I am implementing Spring Boot vault. Whenever I try to add more than one key, only the last one is saved. For example, at this page, https://www.javainuse.com/spring/cloud-vault, they have this example
But when I then query the vault, I see
c:\vault>vault kv get secret/javainuseapp
======= Data =======
Key Value
--- -----
dbpassword root
If I set both keys at the same time, it seems to work
c:\vault>vault kv put secret/javainuseapp dbusername=root dbpassword=root
Success! Data written to: secret/javainuseapp
c:\vault>vault kv get secret/javainuseapp
======= Data =======
Key Value
--- -----
dbpassword root
dbusername root
How does one add additional keys?
This is standard usage for the Vault API, and therefore also for the CLI which is a wrapper around the Golang bindings around the REST API. If you want to overwrite a key value pair with the Vault CLI and retain the former key value pairs, then you must additionally specify them like you did in the final example:
kv put secret/javainuseapp dbusername=root dbpassword=root
All key value pairs specified during the command for a specific path will be stored at that secret version (the version corresponding to an integer equal to the number of writes at that path, unless previous versions are deleted). All key value pairs are still stored, but at the previous secret version. When you execute the command vault kv get secret/javainuseapp
, you are retrieving the secret at the current version corresponding to the most recent write.
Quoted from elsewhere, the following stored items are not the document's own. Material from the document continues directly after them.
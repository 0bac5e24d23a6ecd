//! Resilience subsystem.
//!
//! # Data Flow
//! ```text
//! Validated query:
//!     → timeouts.rs (span → tier → deadline)
//!     → forwarding client wraps the backend call in that deadline
//! ```
//!
//! # Design Decisions
//! - Timeouts are non-negotiable; every backend call has a deadline
//! - No retries: a failed forward is reported once

pub mod timeouts;

pub use timeouts::{TimeoutPolicy, TimeoutTier};
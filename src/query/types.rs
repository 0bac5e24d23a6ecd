//! Query types.

use serde::Serialize;
use serde_json::{Map, Value};

/// Query parameter / JSON key carrying the range start.
pub const START_KEY: &str = "start_datetime";
/// Query parameter / JSON key carrying the range end.
pub const END_KEY: &str = "end_datetime";

/// Untyped candidate pair pulled out of a request.
///
/// Holds at most [`START_KEY`] and [`END_KEY`]; every other key the caller
/// sent is dropped on construction.
#[derive(Debug, Clone, Default, PartialEq)]
pub struct RawQuery {
    start: Option<Value>,
    end: Option<Value>,
}

impl RawQuery {
    pub fn new(start: Option<Value>, end: Option<Value>) -> Self {
        Self { start, end }
    }

    /// Keep the two range keys of a JSON object.
    pub fn from_object(mut object: Map<String, Value>) -> Self {
        Self {
            start: object.remove(START_KEY),
            end: object.remove(END_KEY),
        }
    }

    /// Keep the two range keys of decoded query pairs. First occurrence wins.
    pub fn from_pairs<I, K, V>(pairs: I) -> Self
    where
        I: IntoIterator<Item = (K, V)>,
        K: AsRef<str>,
        V: Into<String>,
    {
        let mut query = Self::default();
        for (key, value) in pairs {
            let slot = match key.as_ref() {
                START_KEY => &mut query.start,
                END_KEY => &mut query.end,
                _ => continue,
            };
            if slot.is_none() {
                *slot = Some(Value::String(value.into()));
            }
        }
        query
    }

    pub fn start(&self) -> Option<&Value> {
        self.start.as_ref()
    }

    pub fn end(&self) -> Option<&Value> {
        self.end.as_ref()
    }
}

/// A validated time range. `start <= end` always holds.
///
/// Serializes to exactly `{"start_datetime": .., "end_datetime": ..}`, which
/// is the body forwarded to the backend.
#[derive(Debug, Clone, Copy, PartialEq, Eq, Serialize)]
pub struct TimeRangeQuery {
    #[serde(rename = "start_datetime")]
    start: i64,
    #[serde(rename = "end_datetime")]
    end: i64,
}

impl TimeRangeQuery {
    /// Returns `None` when `start > end`.
    pub(crate) fn new(start: i64, end: i64) -> Option<Self> {
        (start <= end).then_some(Self { start, end })
    }

    pub fn start(&self) -> i64 {
        self.start
    }

    pub fn end(&self) -> i64 {
        self.end
    }

    /// Width of the range in seconds.
    pub fn span_secs(&self) -> u64 {
        self.end.abs_diff(self.start)
    }
}

#[cfg(test)]
mod tests {
    use super::*;
    use serde_json::json;

    #[test]
    fn test_from_object_drops_extraneous_keys() {
        let body = json!({
            "start_datetime": 1,
            "end_datetime": 2,
            "sql": "' OR '1'='1",
            "__proto__": {"admin": true},
            "../../etc/passwd": "file"
        });
        let Value::Object(map) = body else { unreachable!() };

        let raw = RawQuery::from_object(map);
        assert_eq!(raw, RawQuery::new(Some(json!(1)), Some(json!(2))));
    }

    #[test]
    fn test_from_pairs_first_occurrence_wins() {
        let raw = RawQuery::from_pairs([
            ("end_datetime", "20"),
            ("start_datetime", "10"),
            ("start_datetime", "99"),
            ("other", "x"),
        ]);
        assert_eq!(raw.start(), Some(&json!("10")));
        assert_eq!(raw.end(), Some(&json!("20")));
    }

    #[test]
    fn test_time_range_serializes_to_allow_listed_fields() {
        let query = TimeRangeQuery::new(1000, 2000).unwrap();
        assert_eq!(
            serde_json::to_value(query).unwrap(),
            json!({"start_datetime": 1000, "end_datetime": 2000})
        );
    }

    #[test]
    fn test_span_does_not_overflow() {
        let query = TimeRangeQuery::new(i64::MIN, i64::MAX).unwrap();
        assert_eq!(query.span_secs(), u64::MAX);
        assert!(TimeRangeQuery::new(1, 0).is_none());
    }
}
However, note that if the Vault policy or policies support patch
operations on the secret path for the associated role/user/etc., then you can also execute a patch
subcommand to only update one key value pair while retaining the others in the newest version of the secret:
vault kv patch secret/javainuseapp dbusername=root
and in that situation the dbpassword
key will be retained in the newest secret version.